Capítulo 0018: O Inimigo Público dos Eruditos

Encontrei um exemplar dos Anais dos Três Reinos. O Lobo do Departamento de História 2554 palavras 2026-01-23 10:16:25

Uma grande multidão de jovens estudiosos avançava, determinada, em direção ao seu objetivo. Mesmo sentados nos carroções puxados por bois, esses ardorosos acadêmicos não conseguiam conter-se: discutiam animadamente, criticando com veemência o atual imperador e seus eunucos, declarando abertamente que, caso encontrassem um desses cortesãos corruptos, não hesitariam em abatê-lo com a espada. Não era bravata: naquela época, os estudiosos ainda não eram os letrados decadentes do futuro, que apenas conversariam com leques de papel na mão. De fato, o hábito das discussões livres entre intelectuais surgiu justamente com essa geração de estudantes da Academia Imperial, mas havia uma diferença crucial...

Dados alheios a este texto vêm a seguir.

use axum::extract::State;
use axum::http::header::AUTHORIZATION;
use axum::http::HeaderMap;
use axum::Json;

use crate::app_state::AppState;
use crate::error::{ApiError, ApiResult};
use crate::services::admission::{self, QueueStatsResponse};

/// GET /api/v1/admin/queue-stats — queue depth, oldest-message age,
/// in-flight and per-tier counts. Requires the admin bearer token.
pub async fn queue_stats(
    State(state): State<AppState>,
    headers: HeaderMap,
) -> ApiResult<Json<QueueStatsResponse>> {
    require_admin(&state, &headers)?;
    let stats = admission::queue_stats(&state).await?;
    Ok(Json(stats))
}

fn require_admin(state: &AppState, headers: &HeaderMap) -> Result<(), ApiError> {
    let presented = headers
        .get(AUTHORIZATION)
        .and_then(|v| v.to_str().ok())
        .and_then(|v| v.strip_prefix("Bearer "));

    match presented {
        Some(token) if token == state.config.admin_token => Ok(()),
        _ => Err(ApiError::Unauthorized(
            "admin token required".to_string(),
        )),
    }
}
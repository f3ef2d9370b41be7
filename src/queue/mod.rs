//! Tier-partitioned job queue with at-least-once delivery.
//!
//! Messages are partitioned by tier and dequeued under a visibility-timeout
//! lease: a dequeued message stays invisible to other consumers until its
//! deadline, then the reaper makes it deliverable again. Delivery order is
//! weighted round-robin across tier partitions; FIFO is best-effort within a
//! partition only.

use std::collections::HashMap;
use std::sync::atomic::{AtomicUsize, Ordering};

use async_trait::async_trait;
use chrono::{DateTime, Utc};
use serde::{Deserialize, Serialize};
use uuid::Uuid;

use crate::models::job::Tier;

pub mod memory;
pub mod redis;

pub use memory::MemoryQueue;
pub use redis::RedisQueue;

/// Transient wrapper carrying a job id through the queue.
///
/// `visibility_deadline` is lease bookkeeping assigned at dequeue; it is not
/// part of the wire payload, which must stay byte-stable between dequeue and
/// acknowledge.
#[derive(Debug, Clone, Serialize, Deserialize, PartialEq)]
pub struct QueueMessage {
    pub job_id: Uuid,
    pub tier: Tier,
    pub enqueue_time: DateTime<Utc>,
    /// Number of redeliveries so far; 0 on first delivery.
    pub delivery_count: u32,
    #[serde(skip)]
    pub visibility_deadline: Option<DateTime<Utc>>,
}

impl QueueMessage {
    pub fn new(job_id: Uuid, tier: Tier) -> Self {
        Self {
            job_id,
            tier,
            enqueue_time: Utc::now(),
            delivery_count: 0,
            visibility_deadline: None,
        }
    }
}

/// Messages surfaced by one reaper cycle.
#[derive(Debug, Default)]
pub struct ReapOutcome {
    /// Lease expired, message returned to its tier partition.
    pub redelivered: Vec<QueueMessage>,
    /// Delivery budget exhausted, message routed to the dead-letter list.
    pub dead_lettered: Vec<QueueMessage>,
}

/// Eventually-consistent queue snapshot for the admin endpoint.
#[derive(Debug, Serialize, Deserialize)]
pub struct QueueSnapshot {
    pub depth: u64,
    pub oldest_enqueue_age_secs: Option<i64>,
    pub in_flight: u64,
    pub per_tier: HashMap<String, u64>,
}

#[derive(Debug, thiserror::Error)]
pub enum QueueError {
    #[error("Redis error: {0}")]
    Redis(#[from] ::redis::RedisError),

    #[error("Serialization error: {0}")]
    Serialize(#[from] serde_json::Error),
}

#[async_trait]
pub trait RenderQueue: Send + Sync {
    async fn enqueue(&self, msg: QueueMessage) -> Result<(), QueueError>;

    /// Pop one message under a visibility lease, preferring higher-weighted
    /// tiers. Non-blocking; callers poll at their idle interval.
    async fn dequeue(&self) -> Result<Option<QueueMessage>, QueueError>;

    /// Settle a delivered message, dropping its lease.
    async fn ack(&self, msg: &QueueMessage) -> Result<(), QueueError>;

    /// Redeliver messages whose lease expired before `now`, dead-lettering
    /// those past the delivery budget.
    async fn reap_expired(&self, now: DateTime<Utc>) -> Result<ReapOutcome, QueueError>;

    async fn snapshot(&self) -> Result<QueueSnapshot, QueueError>;

    async fn ping(&self) -> Result<(), QueueError>;
}

/// Weighted round-robin tier selector.
///
/// Weights expand into a slot cycle (weight 4 = four slots); each dequeue
/// scans candidate tiers starting at the cursor slot and advances by one on
/// success. Over a full cycle of `sum(weights)` dequeues under backlog, each
/// tier's partition is served `weight` times and leads the scan at least
/// once, which is the starvation bound.
pub struct WeightedCycle {
    slots: Vec<Tier>,
    cursor: AtomicUsize,
}

impl WeightedCycle {
    /// Build from `(tier, weight)` pairs, highest priority first. A zero
    /// weight is bumped to one so no tier can be configured out of service.
    pub fn new(weights: &[(Tier, u32)]) -> Self {
        let mut slots = Vec::new();
        for &(tier, weight) in weights {
            for _ in 0..weight.max(1) {
                slots.push(tier);
            }
        }
        Self {
            slots,
            cursor: AtomicUsize::new(0),
        }
    }

    /// Unique tiers in slot order starting from the cursor.
    pub fn candidates(&self) -> Vec<Tier> {
        let start = self.cursor.load(Ordering::Relaxed) % self.slots.len();
        let mut seen = Vec::with_capacity(Tier::ALL.len());
        for i in 0..self.slots.len() {
            let tier = self.slots[(start + i) % self.slots.len()];
            if !seen.contains(&tier) {
                seen.push(tier);
            }
        }
        seen
    }

    /// Consume one slot after a successful dequeue.
    pub fn advance(&self) {
        self.cursor.fetch_add(1, Ordering::Relaxed);
    }
}

#[cfg(test)]
mod tests {
    use super::*;

    #[test]
    fn higher_weight_tier_leads_the_scan() {
        let cycle = WeightedCycle::new(&[(Tier::Enterprise, 3), (Tier::Free, 1)]);
        assert_eq!(cycle.candidates()[0], Tier::Enterprise);
    }

    #[test]
    fn every_tier_leads_once_per_cycle() {
        let cycle = WeightedCycle::new(&[(Tier::Enterprise, 3), (Tier::Pro, 2), (Tier::Free, 1)]);
        let mut leaders = Vec::new();
        for _ in 0..6 {
            leaders.push(cycle.candidates()[0]);
            cycle.advance();
        }
        assert_eq!(
            leaders.iter().filter(|&&t| t == Tier::Enterprise).count(),
            3
        );
        assert_eq!(leaders.iter().filter(|&&t| t == Tier::Pro).count(), 2);
        assert_eq!(leaders.iter().filter(|&&t| t == Tier::Free).count(), 1);
    }

    #[test]
    fn zero_weight_still_gets_a_slot() {
        let cycle = WeightedCycle::new(&[(Tier::Enterprise, 2), (Tier::Free, 0)]);
        let mut leaders = Vec::new();
        for _ in 0..3 {
            leaders.push(cycle.candidates()[0]);
            cycle.advance();
        }
        assert!(leaders.contains(&Tier::Free));
    }
}
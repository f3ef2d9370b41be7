use std::sync::Arc;

use crate::config::AppConfig;
use crate::queue::RenderQueue;
use crate::services::renderer::Renderer;
use crate::services::storage::OutputStore;
use crate::store::JobStore;

/// Shared application state passed to route handlers and worker loops.
///
/// Everything behind the seams is trait-object so the same pipeline runs
/// against Postgres/Redis/S3 in production and the in-memory backends in
/// tests and single-process deployments.
#[derive(Clone)]
pub struct AppState {
    pub store: Arc<dyn JobStore>,
    pub queue: Arc<dyn RenderQueue>,
    pub output: Arc<dyn OutputStore>,
    pub renderer: Arc<dyn Renderer>,
    pub config: Arc<AppConfig>,
}

impl AppState {
    pub fn new(
        store: Arc<dyn JobStore>,
        queue: Arc<dyn RenderQueue>,
        output: Arc<dyn OutputStore>,
        renderer: Arc<dyn Renderer>,
        config: AppConfig,
    ) -> Self {
        Self {
            store,
            queue,
            output,
            renderer,
            config: Arc::new(config),
        }
    }
}
//! End-to-end pipeline tests against the in-memory backends.
//!
//! These drive the real admission layer, queue, job store and worker loop;
//! only the render engine is scripted.

mod helpers;

use chrono::Utc;

use render_pipeline::error::ApiError;
use render_pipeline::models::job::{ErrorKind, JobStatus, Tier};
use render_pipeline::queue::{QueueMessage, RenderQueue};
use render_pipeline::services::admission;
use render_pipeline::services::storage::OutputStore;
use render_pipeline::store::{JobStore, StoreError};
use render_pipeline::worker;

use helpers::{drain, harness, harness_with, submit_req, HarnessOptions};

#[tokio::test]
async fn submitted_job_renders_to_success() {
    let h = harness();

    let job = admission::submit(&h.state, submit_req("mock://ok/cv-1", "owner-1", Tier::Pro))
        .await
        .unwrap();
    assert_eq!(job.status, JobStatus::Queued);
    assert_eq!(job.attempt_count, 0);

    drain(&h.state).await;

    let done = admission::get_status(&h.state, job.id).await.unwrap();
    assert_eq!(done.status, JobStatus::Succeeded);
    assert_eq!(done.attempt_count, 1);
    assert!(done.finished_at.is_some());
    assert!(done.duration_seconds().is_some());

    // The artifact is retrievable under the recorded reference.
    let key = done.result_ref.expect("succeeded job must carry a result ref");
    let bytes = h.output.get(&key).await.unwrap();
    assert_eq!(bytes, b"rendered:mock://ok/cv-1");
}

#[tokio::test]
async fn malformed_payload_ref_creates_no_job_record() {
    let h = harness();

    let err = admission::submit(&h.state, submit_req("not a uri", "owner-1", Tier::Free))
        .await
        .unwrap_err();
    assert!(matches!(err, ApiError::Validation(_)));

    assert_eq!(h.store.job_count().await, 0);
    assert_eq!(h.queue.snapshot().await.unwrap().depth, 0);
}

#[tokio::test]
async fn quota_ceiling_rejects_then_frees_on_completion() {
    let h = harness(); // free tier ceiling: 2

    let a = admission::submit(&h.state, submit_req("mock://ok/a", "owner-q", Tier::Free))
        .await
        .unwrap();
    admission::submit(&h.state, submit_req("mock://ok/b", "owner-q", Tier::Free))
        .await
        .unwrap();

    let err = admission::submit(&h.state, submit_req("mock://ok/c", "owner-q", Tier::Free))
        .await
        .unwrap_err();
    assert!(matches!(err, ApiError::QuotaExceeded(_)));

    // A different owner is unaffected.
    admission::submit(&h.state, submit_req("mock://ok/d", "owner-other", Tier::Free))
        .await
        .unwrap();

    drain(&h.state).await;
    let done = admission::get_status(&h.state, a.id).await.unwrap();
    assert_eq!(done.status, JobStatus::Succeeded);

    // Terminal transitions released the slots.
    admission::submit(&h.state, submit_req("mock://ok/e", "owner-q", Tier::Free))
        .await
        .unwrap();
}

#[tokio::test]
async fn cancel_while_queued_never_runs() {
    let h = harness();

    let job = admission::submit(&h.state, submit_req("mock://ok/x", "owner-1", Tier::Free))
        .await
        .unwrap();

    let cancelled = admission::cancel(&h.state, job.id).await.unwrap();
    assert_eq!(cancelled.status, JobStatus::Cancelled);

    // The stranded message is discarded without executing anything.
    drain(&h.state).await;
    assert_eq!(h.renderer.total_calls().await, 0);

    let snapshot = h.queue.snapshot().await.unwrap();
    assert_eq!(snapshot.depth, 0);
    assert_eq!(snapshot.in_flight, 0);

    let final_job = admission::get_status(&h.state, job.id).await.unwrap();
    assert_eq!(final_job.status, JobStatus::Cancelled);
    assert!(final_job.result_ref.is_none());
}

#[tokio::test]
async fn cancel_during_render_is_honored_before_publish() {
    let h = harness();

    let job = admission::submit(
        &h.state,
        submit_req("mock://cancel-during/x", "owner-1", Tier::Pro),
    )
    .await
    .unwrap();

    drain(&h.state).await;

    let final_job = admission::get_status(&h.state, job.id).await.unwrap();
    assert_eq!(final_job.status, JobStatus::Cancelled);
    assert!(final_job.result_ref.is_none());
    assert_eq!(h.renderer.calls_for(job.id).await, 1);
}

#[tokio::test]
async fn cancelling_a_terminal_job_is_invalid_state() {
    let h = harness();

    let job = admission::submit(&h.state, submit_req("mock://ok/x", "owner-1", Tier::Free))
        .await
        .unwrap();
    drain(&h.state).await;

    let err = admission::cancel(&h.state, job.id).await.unwrap_err();
    assert!(matches!(err, ApiError::InvalidState(_)));
}

#[tokio::test]
async fn transient_failures_retry_until_success() {
    let h = harness(); // max_attempts: 3

    let job = admission::submit(&h.state, submit_req("mock://flaky/2/x", "owner-1", Tier::Pro))
        .await
        .unwrap();

    drain(&h.state).await;

    let done = admission::get_status(&h.state, job.id).await.unwrap();
    assert_eq!(done.status, JobStatus::Succeeded);
    assert_eq!(done.attempt_count, 3);
    assert_eq!(h.renderer.calls_for(job.id).await, 3);
}

#[tokio::test]
async fn exhausted_retry_budget_fails_with_max_retries() {
    let h = harness(); // max_attempts: 3

    let job = admission::submit(&h.state, submit_req("mock://down/x", "owner-1", Tier::Pro))
        .await
        .unwrap();

    drain(&h.state).await;

    let done = admission::get_status(&h.state, job.id).await.unwrap();
    assert_eq!(done.status, JobStatus::Failed);
    let error = done.error.expect("failed job must carry an error");
    assert_eq!(error.kind, ErrorKind::MaxRetriesExceeded);
    // attempt_count at MaxRetriesExceeded equals the configured maximum.
    assert_eq!(done.attempt_count, h.state.config.max_attempts);
    assert!(done.result_ref.is_none());
}

#[tokio::test]
async fn non_retryable_failure_fails_immediately() {
    let h = harness();

    let job = admission::submit(&h.state, submit_req("mock://reject/x", "owner-1", Tier::Pro))
        .await
        .unwrap();

    drain(&h.state).await;

    let done = admission::get_status(&h.state, job.id).await.unwrap();
    assert_eq!(done.status, JobStatus::Failed);
    assert_eq!(done.error.unwrap().kind, ErrorKind::RenderFailed);
    assert_eq!(done.attempt_count, 1);
    assert_eq!(h.renderer.calls_for(job.id).await, 1);
}

#[tokio::test]
async fn weighted_dequeue_prefers_enterprise_under_backlog() {
    // 1:3 free:enterprise weighting with a single worker.
    let h = harness_with(HarnessOptions {
        tier_weight_free: 1,
        tier_weight_pro: 1,
        tier_weight_enterprise: 3,
        ..HarnessOptions::default()
    });

    let free_job = admission::submit(&h.state, submit_req("mock://ok/a", "owner-f", Tier::Free))
        .await
        .unwrap();
    let ent_job = admission::submit(
        &h.state,
        submit_req("mock://ok/b", "owner-e", Tier::Enterprise),
    )
    .await
    .unwrap();

    // One worker step: the enterprise job is served first.
    assert!(worker::process_next_job(&h.state).await.unwrap());

    let ent = admission::get_status(&h.state, ent_job.id).await.unwrap();
    let free = admission::get_status(&h.state, free_job.id).await.unwrap();
    assert_eq!(ent.status, JobStatus::Succeeded);
    assert_eq!(free.status, JobStatus::Queued);

    drain(&h.state).await;
    let free = admission::get_status(&h.state, free_job.id).await.unwrap();
    assert_eq!(free.status, JobStatus::Succeeded);
}

#[tokio::test]
async fn racing_claims_have_exactly_one_winner() {
    let h = harness();

    let job = admission::submit(&h.state, submit_req("mock://ok/x", "owner-1", Tier::Pro))
        .await
        .unwrap();

    // Two workers read the same snapshot after a redelivery and race the
    // version-guarded claim.
    let store = h.store.clone();
    let (first, second) = tokio::join!(
        store.mark_running(job.id, job.version),
        store.mark_running(job.id, job.version),
    );

    let outcomes = [first, second];
    assert_eq!(outcomes.iter().filter(|r| r.is_ok()).count(), 1);
    assert_eq!(
        outcomes
            .iter()
            .filter(|r| matches!(r, Err(StoreError::Conflict)))
            .count(),
        1
    );

    let claimed = admission::get_status(&h.state, job.id).await.unwrap();
    assert_eq!(claimed.status, JobStatus::Running);
    assert_eq!(claimed.attempt_count, 1);
}

#[tokio::test]
async fn crashed_worker_lease_expires_and_job_completes_once() {
    let h = harness_with(HarnessOptions {
        visibility_timeout_secs: 0,
        stale_running_secs: 0,
        ..HarnessOptions::default()
    });

    let job = admission::submit(&h.state, submit_req("mock://ok/x", "owner-1", Tier::Pro))
        .await
        .unwrap();

    // Worker one claims the job and crashes: no render, no ack.
    let msg = h.queue.dequeue().await.unwrap().unwrap();
    assert_eq!(msg.job_id, job.id);
    h.store.mark_running(job.id, job.version).await.unwrap();

    // Lease expiry makes the message deliverable again.
    worker::reaper::reap_once(&h.state, Utc::now() + chrono::Duration::seconds(1))
        .await
        .unwrap();

    // Worker two reconciles the stale running record and completes the job.
    drain(&h.state).await;

    let done = admission::get_status(&h.state, job.id).await.unwrap();
    assert_eq!(done.status, JobStatus::Succeeded);
    assert_eq!(h.renderer.calls_for(job.id).await, 1);
}

#[tokio::test]
async fn dead_lettered_message_fails_its_job() {
    let h = harness_with(HarnessOptions {
        visibility_timeout_secs: 0,
        max_deliveries: 1,
        ..HarnessOptions::default()
    });

    let job = admission::submit(&h.state, submit_req("mock://ok/x", "owner-1", Tier::Free))
        .await
        .unwrap();

    // Crash-loop: every delivery is claimed by a worker that dies before
    // acking, until the delivery budget runs out.
    for _ in 0..2 {
        h.queue.dequeue().await.unwrap().unwrap();
        worker::reaper::reap_once(&h.state, Utc::now() + chrono::Duration::seconds(1))
            .await
            .unwrap();
    }

    assert_eq!(h.queue.dead_letters().await.len(), 1);

    let done = admission::get_status(&h.state, job.id).await.unwrap();
    assert_eq!(done.status, JobStatus::Failed);
    assert_eq!(done.error.unwrap().kind, ErrorKind::MaxRetriesExceeded);
    assert!(done.result_ref.is_none());
}

#[tokio::test]
async fn queue_stats_reflect_depth_and_in_flight() {
    let h = harness();

    admission::submit(&h.state, submit_req("mock://ok/a", "owner-1", Tier::Free))
        .await
        .unwrap();
    admission::submit(
        &h.state,
        submit_req("mock://ok/b", "owner-2", Tier::Enterprise),
    )
    .await
    .unwrap();

    let stats = admission::queue_stats(&h.state).await.unwrap();
    assert_eq!(stats.depth, 2);
    assert_eq!(stats.in_flight, 0);
    assert_eq!(stats.per_tier.get("free"), Some(&1));
    assert_eq!(stats.per_tier.get("enterprise"), Some(&1));
    assert!(stats.oldest_enqueue_age_secs.is_some());

    // Lease one message; it leaves the pending depth and enters in-flight.
    h.queue.dequeue().await.unwrap().unwrap();
    let stats = admission::queue_stats(&h.state).await.unwrap();
    assert_eq!(stats.depth, 1);
    assert_eq!(stats.in_flight, 1);
}

#[tokio::test]
async fn message_for_vanished_job_is_discarded() {
    let h = harness();

    // A message whose job record never existed (e.g. enqueue raced a failed
    // create on a previous deploy) must not wedge the worker.
    h.queue
        .enqueue(QueueMessage::new(uuid::Uuid::new_v4(), Tier::Free))
        .await
        .unwrap();

    drain(&h.state).await;
    let snapshot = h.queue.snapshot().await.unwrap();
    assert_eq!(snapshot.depth, 0);
    assert_eq!(snapshot.in_flight, 0);
}
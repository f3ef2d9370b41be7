//! Redis-backed queue.
//!
//! Layout: one pending list per tier (`render:queue:<tier>`, LPUSH/RPOP so
//! the oldest message sits at the tail), a lease sorted-set
//! (`render:processing`) scored by visibility deadline, and a dead-letter
//! list (`render:dead`). Pop-and-lease is a single Lua script so a crash
//! between the two steps cannot lose a message.

use async_trait::async_trait;
use chrono::{DateTime, Utc};
use redis::AsyncCommands;

use super::{QueueError, QueueMessage, QueueSnapshot, ReapOutcome, RenderQueue, WeightedCycle};
use crate::models::job::Tier;

const PROCESSING_KEY: &str = "render:processing";
const DEAD_KEY: &str = "render:dead";

const DEQUEUE_SCRIPT: &str = r#"
local payload = redis.call('RPOP', KEYS[1])
if not payload then
  return false
end
redis.call('ZADD', KEYS[2], ARGV[1], payload)
return payload
"#;

fn tier_key(tier: Tier) -> String {
    format!("render:queue:{tier}")
}

pub struct RedisQueue {
    client: redis::Client,
    cycle: WeightedCycle,
    visibility_timeout: chrono::Duration,
    max_deliveries: u32,
    dequeue_script: redis::Script,
}

impl RedisQueue {
    pub fn new(
        redis_url: &str,
        weights: &[(Tier, u32)],
        visibility_timeout_secs: u64,
        max_deliveries: u32,
    ) -> Result<Self, QueueError> {
        let client = redis::Client::open(redis_url).map_err(QueueError::Redis)?;
        Ok(Self {
            client,
            cycle: WeightedCycle::new(weights),
            visibility_timeout: chrono::Duration::seconds(visibility_timeout_secs as i64),
            max_deliveries,
            dequeue_script: redis::Script::new(DEQUEUE_SCRIPT),
        })
    }

    async fn conn(&self) -> Result<redis::aio::MultiplexedConnection, QueueError> {
        self.client
            .get_multiplexed_async_connection()
            .await
            .map_err(QueueError::Redis)
    }
}

#[async_trait]
impl RenderQueue for RedisQueue {
    async fn enqueue(&self, msg: QueueMessage) -> Result<(), QueueError> {
        let mut conn = self.conn().await?;
        let payload = serde_json::to_string(&msg).map_err(QueueError::Serialize)?;
        conn.lpush::<_, _, ()>(tier_key(msg.tier), &payload)
            .await
            .map_err(QueueError::Redis)?;
        Ok(())
    }

    async fn dequeue(&self) -> Result<Option<QueueMessage>, QueueError> {
        let mut conn = self.conn().await?;
        let deadline = Utc::now() + self.visibility_timeout;

        for tier in self.cycle.candidates() {
            let raw: Option<String> = self
                .dequeue_script
                .key(tier_key(tier))
                .key(PROCESSING_KEY)
                .arg(deadline.timestamp())
                .invoke_async(&mut conn)
                .await
                .map_err(QueueError::Redis)?;

            if let Some(raw) = raw {
                let mut msg: QueueMessage =
                    serde_json::from_str(&raw).map_err(QueueError::Serialize)?;
                msg.visibility_deadline = Some(deadline);
                self.cycle.advance();
                return Ok(Some(msg));
            }
        }

        Ok(None)
    }

    async fn ack(&self, msg: &QueueMessage) -> Result<(), QueueError> {
        let mut conn = self.conn().await?;
        // The wire payload excludes the lease deadline, so this matches the
        // member stored at dequeue byte for byte.
        let payload = serde_json::to_string(msg).map_err(QueueError::Serialize)?;
        conn.zrem::<_, _, ()>(PROCESSING_KEY, &payload)
            .await
            .map_err(QueueError::Redis)?;
        Ok(())
    }

    async fn reap_expired(&self, now: DateTime<Utc>) -> Result<ReapOutcome, QueueError> {
        let mut conn = self.conn().await?;
        let expired: Vec<String> = conn
            .zrangebyscore(PROCESSING_KEY, "-inf", now.timestamp())
            .await
            .map_err(QueueError::Redis)?;

        let mut outcome = ReapOutcome::default();
        for raw in expired {
            // Claim the member before acting on it; a concurrent reaper or a
            // late ack may have removed it already.
            let removed: i64 = conn
                .zrem(PROCESSING_KEY, &raw)
                .await
                .map_err(QueueError::Redis)?;
            if removed == 0 {
                continue;
            }

            let mut msg: QueueMessage =
                serde_json::from_str(&raw).map_err(QueueError::Serialize)?;
            msg.delivery_count += 1;
            let payload = serde_json::to_string(&msg).map_err(QueueError::Serialize)?;

            if msg.delivery_count > self.max_deliveries {
                conn.lpush::<_, _, ()>(DEAD_KEY, &payload)
                    .await
                    .map_err(QueueError::Redis)?;
                outcome.dead_lettered.push(msg);
            } else {
                conn.lpush::<_, _, ()>(tier_key(msg.tier), &payload)
                    .await
                    .map_err(QueueError::Redis)?;
                outcome.redelivered.push(msg);
            }
        }

        Ok(outcome)
    }

    async fn snapshot(&self) -> Result<QueueSnapshot, QueueError> {
        let mut conn = self.conn().await?;
        let now = Utc::now();

        let mut depth = 0u64;
        let mut per_tier = std::collections::HashMap::new();
        let mut oldest: Option<DateTime<Utc>> = None;

        for tier in Tier::ALL {
            let key = tier_key(tier);
            let len: u64 = conn.llen(&key).await.map_err(QueueError::Redis)?;
            depth += len;
            per_tier.insert(tier.to_string(), len);

            // Oldest message sits at the tail of its partition.
            if len > 0 {
                let tail: Option<String> =
                    conn.lindex(&key, -1).await.map_err(QueueError::Redis)?;
                if let Some(raw) = tail {
                    let msg: QueueMessage =
                        serde_json::from_str(&raw).map_err(QueueError::Serialize)?;
                    oldest = Some(match oldest {
                        Some(t) if t <= msg.enqueue_time => t,
                        _ => msg.enqueue_time,
                    });
                }
            }
        }

        let in_flight: u64 = conn
            .zcard(PROCESSING_KEY)
            .await
            .map_err(QueueError::Redis)?;

        Ok(QueueSnapshot {
            depth,
            oldest_enqueue_age_secs: oldest.map(|t| (now - t).num_seconds()),
            in_flight,
            per_tier,
        })
    }

    async fn ping(&self) -> Result<(), QueueError> {
        let mut conn = self.conn().await?;
        redis::cmd("PING")
            .query_async::<String>(&mut conn)
            .await
            .map_err(QueueError::Redis)?;
        Ok(())
    }
}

Eles não portavam leques, mas sim espadas, e as exibiam abertamente, com orgulho! Além disso, não eram fracos ou inábeis: a maioria praticava esgrima, alguns dominavam a equitação e o arco e flecha. As seis artes do verdadeiro cavalheiro incluíam a arte do tiro com arco. Naquela época, não havia separação entre cultura e armas, nem se menosprezava a força militar em favor da erudição. Os estudiosos eram capazes de montar em cavalos para guerrear e, ao descerem, administrar o povo. De fato, a maioria dos generais e guerreiros ilustres daquele tempo era composta por estudiosos e letrados que se autodenominavam membros do Partido Reformista.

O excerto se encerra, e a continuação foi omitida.